RECORD EXTRACTS
══════════════════════════════

use chrono::{DateTime, Utc};
use serde::ser::SerializeMap;
use serde::{Deserialize, Serialize, Serializer};
use std::fmt;
use std::sync::Arc;
use std::time::Duration;

use super::error::InvalidKeyReason;

/// Literal stored in a record slot when its label could not be located on the page.
pub const NOT_FOUND_MARKER: &str = "not found";

/// RUC check-digit weights applied to the first ten digits.
const RUC_WEIGHTS: [u32; 10] = [5, 4, 3, 2, 7, 6, 5, 4, 3, 2];

// ── LookupKey ────────────────────────────────────────────────────────────────

/// A validated 11-digit RUC. Constructing one is the only way into the scrape path.
#[derive(Debug, Clone, PartialEq, Eq, Hash, PartialOrd, Ord)]
pub struct LookupKey(String);

impl LookupKey {
    /// Validate a raw identifier: exactly 11 ASCII digits with a valid mod-11
    /// check digit. Nothing is trimmed; surrounding whitespace is a non-digit.
    pub fn parse(raw: &str) -> Result<Self, InvalidKeyReason> {
        if raw.is_empty() {
            return Err(InvalidKeyReason::Empty);
        }
        if !raw.bytes().all(|b| b.is_ascii_digit()) {
            return Err(InvalidKeyReason::NonDigit);
        }
        if raw.len() != 11 {
            return Err(InvalidKeyReason::WrongLength(raw.len()));
        }

        let digits: Vec<u32> = raw.bytes().map(|b| u32::from(b - b'0')).collect();
        if check_digit(&digits[..10]) != digits[10] {
            return Err(InvalidKeyReason::CheckDigit);
        }

        Ok(Self(raw.to_string()))
    }

    pub fn as_str(&self) -> &str {
        &self.0
    }
}

fn check_digit(body: &[u32]) -> u32 {
    let sum: u32 = body.iter().zip(RUC_WEIGHTS).map(|(d, w)| d * w).sum();
    match 11 - sum % 11 {
        10 => 0,
        11 => 1,
        d => d,
    }
}

impl fmt::Display for LookupKey {
    fn fmt(&self, f: &mut fmt::Formatter<'_>) -> fmt::Result {
        f.write_str(&self.0)
    }
}

impl AsRef<str> for LookupKey {
    fn as_ref(&self) -> &str {
        &self.0
    }
}

// ── TaxpayerRecord ───────────────────────────────────────────────────────────

/// The fixed field set of a taxpayer record, in output order.
#[derive(Debug, Clone, Copy, PartialEq, Eq, Hash)]
pub enum RecordField {
    Identifier,
    LegalName,
    TaxpayerType,
    TradeName,
    RegistrationDate,
    ActivityStartDate,
    TaxpayerStatus,
    TaxpayerCondition,
    FiscalAddress,
    InvoicingSystem,
    ForeignTradeActivity,
    AccountingSystem,
    PrimaryActivity,
}

impl RecordField {
    pub const ALL: [RecordField; 13] = [
        RecordField::Identifier,
        RecordField::LegalName,
        RecordField::TaxpayerType,
        RecordField::TradeName,
        RecordField::RegistrationDate,
        RecordField::ActivityStartDate,
        RecordField::TaxpayerStatus,
        RecordField::TaxpayerCondition,
        RecordField::FiscalAddress,
        RecordField::InvoicingSystem,
        RecordField::ForeignTradeActivity,
        RecordField::AccountingSystem,
        RecordField::PrimaryActivity,
    ];

    /// Output key, exactly as emitted in serialized records.
    pub fn key(self) -> &'static str {
        match self {
            RecordField::Identifier => "identifier",
            RecordField::LegalName => "legal name",
            RecordField::TaxpayerType => "taxpayer type",
            RecordField::TradeName => "trade name",
            RecordField::RegistrationDate => "registration date",
            RecordField::ActivityStartDate => "activity-start date",
            RecordField::TaxpayerStatus => "taxpayer status",
            RecordField::TaxpayerCondition => "taxpayer condition",
            RecordField::FiscalAddress => "fiscal address",
            RecordField::InvoicingSystem => "invoicing system",
            RecordField::ForeignTradeActivity => "foreign-trade activity",
            RecordField::AccountingSystem => "accounting system",
            RecordField::PrimaryActivity => "primary activity",
        }
    }

    fn index(self) -> usize {
        self as usize
    }
}

/// A closed, total taxpayer record: every field always has a value, either
/// the extracted text or [`NOT_FOUND_MARKER`].
#[derive(Debug, Clone, PartialEq, Eq)]
pub struct TaxpayerRecord {
    values: [String; 13],
}

impl TaxpayerRecord {
    pub fn get(&self, field: RecordField) -> &str {
        &self.values[field.index()]
    }

    /// `true` when the slot holds the "not found" marker.
    pub fn is_missing(&self, field: RecordField) -> bool {
        self.get(field) == NOT_FOUND_MARKER
    }

    pub fn missing_fields(&self) -> Vec<RecordField> {
        RecordField::ALL
            .into_iter()
            .filter(|f| self.is_missing(*f))
            .collect()
    }

    /// Fields and values in output order.
    pub fn iter(&self) -> impl Iterator<Item = (RecordField, &str)> + '_ {
        RecordField::ALL
            .into_iter()
            .map(move |f| (f, self.values[f.index()].as_str()))
    }
}

impl Serialize for TaxpayerRecord {
    fn serialize<S: Serializer>(&self, serializer: S) -> Result<S::Ok, S::Error> {
        let mut map = serializer.serialize_map(Some(RecordField::ALL.len()))?;
        for (field, value) in self.iter() {
            map.serialize_entry(field.key(), value)?;
        }
        map.end()
    }
}

/// Accumulates best-effort field values in any discovery order; `build`
/// re-sequences them into the fixed layout and fills gaps with the marker.
#[derive(Debug, Default)]
pub struct RecordBuilder {
    values: [Option<String>; 13],
}

impl RecordBuilder {
    pub fn new() -> Self {
        Self::default()
    }

    /// Blank values count as not found.
    pub fn set(&mut self, field: RecordField, value: impl Into<String>) -> &mut Self {
        let value = value.into();
        let trimmed = value.trim();
        self.values[field.index()] = if trimmed.is_empty() {
            None
        } else {
            Some(trimmed.to_string())
        };
        self
    }

    pub fn build(self) -> TaxpayerRecord {
        TaxpayerRecord {
            values: self
                .values
                .map(|v| v.unwrap_or_else(|| NOT_FOUND_MARKER.to_string())),
        }
    }
}

// ── Cache entry & lookup outcome ─────────────────────────────────────────────

/// A record plus the moment it was scraped. Records are shared, never mutated.
#[derive(Debug, Clone)]
pub struct CacheEntry {
    pub record: Arc<TaxpayerRecord>,
    pub created_at: DateTime<Utc>,
}

impl CacheEntry {
    pub fn new(record: TaxpayerRecord) -> Self {
        Self {
            record: Arc::new(record),
            created_at: Utc::now(),
        }
    }
}

#[derive(Debug, Clone, Copy, PartialEq, Eq, Serialize)]
#[serde(rename_all = "snake_case")]
pub enum LookupSource {
    Cache,
    Portal,
}

impl LookupSource {
    /// Value of the `x-cache` response header.
    pub fn cache_header(&self) -> &'static str {
        match self {
            LookupSource::Cache => "hit",
            LookupSource::Portal => "miss",
        }
    }
}

/// Result of a successful lookup, with the timing observable by callers.
#[derive(Debug, Clone)]
pub struct LookupOutcome {
    pub key: LookupKey,
    pub entry: CacheEntry,
    pub source: LookupSource,
    pub elapsed: Duration,
}

impl LookupOutcome {
    pub fn record(&self) -> &TaxpayerRecord {
        &self.entry.record
    }
}

// ── HTTP payloads ────────────────────────────────────────────────────────────

#[derive(Debug, Serialize, Deserialize)]
pub struct LookupQuery {
    #[serde(default)]
    pub ruc: Option<String>,
}

#[derive(Debug, Serialize, Deserialize)]
pub struct ErrorResponse {
    pub error: String,
    pub kind: String,
}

══════════════════════════════

WORK REQUIRED
Whatever appears in the lines above should be copied exactly.

ANSWER SECTION
use chrono::{DateTime, Utc};
use serde::ser::SerializeMap;
use serde::{Deserialize, Serialize, Serializer};
use std::fmt;
use std::sync::Arc;
use std::time::Duration;

use super::error::InvalidKeyReason;

/// Literal stored in a record slot when its label could not be located on the page.
pub const NOT_FOUND_MARKER: &str = "not found";

/// RUC check-digit weights applied to the first ten digits.
const RUC_WEIGHTS: [u32; 10] = [5, 4, 3, 2, 7, 6, 5, 4, 3, 2];

// ── LookupKey ────────────────────────────────────────────────────────────────

/// A validated 11-digit RUC. Constructing one is the only way into the scrape path.
#[derive(Debug, Clone, PartialEq, Eq, Hash, PartialOrd, Ord)]
pub struct LookupKey(String);

impl LookupKey {
    /// Validate a raw identifier: exactly 11 ASCII digits with a valid mod-11
    /// check digit. Nothing is trimmed; surrounding whitespace is a non-digit.
    pub fn parse(raw: &str) -> Result<Self, InvalidKeyReason> {
        if raw.is_empty() {
            return Err(InvalidKeyReason::Empty);
        }
        if !raw.bytes().all(|b| b.is_ascii_digit()) {
            return Err(InvalidKeyReason::NonDigit);
        }
        if raw.len() != 11 {
            return Err(InvalidKeyReason::WrongLength(raw.len()));
        }

        let digits: Vec<u32> = raw.bytes().map(|b| u32::from(b - b'0')).collect();
        if check_digit(&digits[..10]) != digits[10] {
            return Err(InvalidKeyReason::CheckDigit);
        }

        Ok(Self(raw.to_string()))
    }

    pub fn as_str(&self) -> &str {
        &self.0
    }
}

fn check_digit(body: &[u32]) -> u32 {
    let sum: u32 = body.iter().zip(RUC_WEIGHTS).map(|(d, w)| d * w).sum();
    match 11 - sum % 11 {
        10 => 0,
        11 => 1,
        d => d,
    }
}

impl fmt::Display for LookupKey {
    fn fmt(&self, f: &mut fmt::Formatter<'_>) -> fmt::Result {
        f.write_str(&self.0)
    }
}

impl AsRef<str> for LookupKey {
    fn as_ref(&self) -> &str {
        &self.0
    }
}

// ── TaxpayerRecord ───────────────────────────────────────────────────────────

/// The fixed field set of a taxpayer record, in output order.
#[derive(Debug, Clone, Copy, PartialEq, Eq, Hash)]
pub enum RecordField {
    Identifier,
    LegalName,
    TaxpayerType,
    TradeName,
    RegistrationDate,
    ActivityStartDate,
    TaxpayerStatus,
    TaxpayerCondition,
    FiscalAddress,
    InvoicingSystem,
    ForeignTradeActivity,
    AccountingSystem,
    PrimaryActivity,
}

impl RecordField {
    pub const ALL: [RecordField; 13] = [
        RecordField::Identifier,
        RecordField::LegalName,
        RecordField::TaxpayerType,
        RecordField::TradeName,
        RecordField::RegistrationDate,
        RecordField::ActivityStartDate,
        RecordField::TaxpayerStatus,
        RecordField::TaxpayerCondition,
        RecordField::FiscalAddress,
        RecordField::InvoicingSystem,
        RecordField::ForeignTradeActivity,
        RecordField::AccountingSystem,
        RecordField::PrimaryActivity,
    ];

    /// Output key, exactly as emitted in serialized records.
    pub fn key(self) -> &'static str {
        match self {
            RecordField::Identifier => "identifier",
            RecordField::LegalName => "legal name",
            RecordField::TaxpayerType => "taxpayer type",
            RecordField::TradeName => "trade name",
            RecordField::RegistrationDate => "registration date",
            RecordField::ActivityStartDate => "activity-start date",
            RecordField::TaxpayerStatus => "taxpayer status",
            RecordField::TaxpayerCondition => "taxpayer condition",
            RecordField::FiscalAddress => "fiscal address",
            RecordField::InvoicingSystem => "invoicing system",
            RecordField::ForeignTradeActivity => "foreign-trade activity",
            RecordField::AccountingSystem => "accounting system",
            RecordField::PrimaryActivity => "primary activity",
        }
    }

    fn index(self) -> usize {
        self as usize
    }
}

/// A closed, total taxpayer record: every field always has a value, either
/// the extracted text or [`NOT_FOUND_MARKER`].
#[derive(Debug, Clone, PartialEq, Eq)]
pub struct TaxpayerRecord {
    values: [String; 13],
}

impl TaxpayerRecord {
    pub fn get(&self, field: RecordField) -> &str {
        &self.values[field.index()]
    }

    /// `true` when the slot holds the "not found" marker.
    pub fn is_missing(&self, field: RecordField) -> bool {
        self.get(field) == NOT_FOUND_MARKER
    }

    pub fn missing_fields(&self) -> Vec<RecordField> {
        RecordField::ALL
            .into_iter()
            .filter(|f| self.is_missing(*f))
            .collect()
    }

    /// Fields and values in output order.
    pub fn iter(&self) -> impl Iterator<Item = (RecordField, &str)> + '_ {
        RecordField::ALL
            .into_iter()
            .map(move |f| (f, self.values[f.index()].as_str()))
    }
}

impl Serialize for TaxpayerRecord {
    fn serialize<S: Serializer>(&self, serializer: S) -> Result<S::Ok, S::Error> {
        let mut map = serializer.serialize_map(Some(RecordField::ALL.len()))?;
        for (field, value) in self.iter() {
            map.serialize_entry(field.key(), value)?;
        }
        map.end()
    }
}

/// Accumulates best-effort field values in any discovery order; `build`
/// re-sequences them into the fixed layout and fills gaps with the marker.
#[derive(Debug, Default)]
pub struct RecordBuilder {
    values: [Option<String>; 13],
}

impl RecordBuilder {
    pub fn new() -> Self {
        Self::default()
    }

    /// Blank values count as not found.
    pub fn set(&mut self, field: RecordField, value: impl Into<String>) -> &mut Self {
        let value = value.into();
        let trimmed = value.trim();
        self.values[field.index()] = if trimmed.is_empty() {
            None
        } else {
            Some(trimmed.to_string())
        };
        self
    }

    pub fn build(self) -> TaxpayerRecord {
        TaxpayerRecord {
            values: self
                .values
                .map(|v| v.unwrap_or_else(|| NOT_FOUND_MARKER.to_string())),
        }
    }
}

// ── Cache entry & lookup outcome ─────────────────────────────────────────────

/// A record plus the moment it was scraped. Records are shared, never mutated.
#[derive(Debug, Clone)]
pub struct CacheEntry {
    pub record: Arc<TaxpayerRecord>,
    pub created_at: DateTime<Utc>,
}

impl CacheEntry {
    pub fn new(record: TaxpayerRecord) -> Self {
        Self {
            record: Arc::new(record),
            created_at: Utc::now(),
        }
    }
}

#[derive(Debug, Clone, Copy, PartialEq, Eq, Serialize)]
#[serde(rename_all = "snake_case")]
pub enum LookupSource {
    Cache,
    Portal,
}

impl LookupSource {
    /// Value of the `x-cache` response header.
    pub fn cache_header(&self) -> &'static str {
        match self {
            LookupSource::Cache => "hit",
            LookupSource::Portal => "miss",
        }
    }
}

/// Result of a successful lookup, with the timing observable by callers.
#[derive(Debug, Clone)]
pub struct LookupOutcome {
    pub key: LookupKey,
    pub entry: CacheEntry,
    pub source: LookupSource,
    pub elapsed: Duration,
}

impl LookupOutcome {
    pub fn record(&self) -> &TaxpayerRecord {
        &self.entry.record
    }
}

// ── HTTP payloads ────────────────────────────────────────────────────────────

#[derive(Debug, Serialize, Deserialize)]
pub struct LookupQuery {
    #[serde(default)]
    pub ruc: Option<String>,
}

#[derive(Debug, Serialize, Deserialize)]
pub struct ErrorResponse {
    pub error: String,
    pub kind: String,
}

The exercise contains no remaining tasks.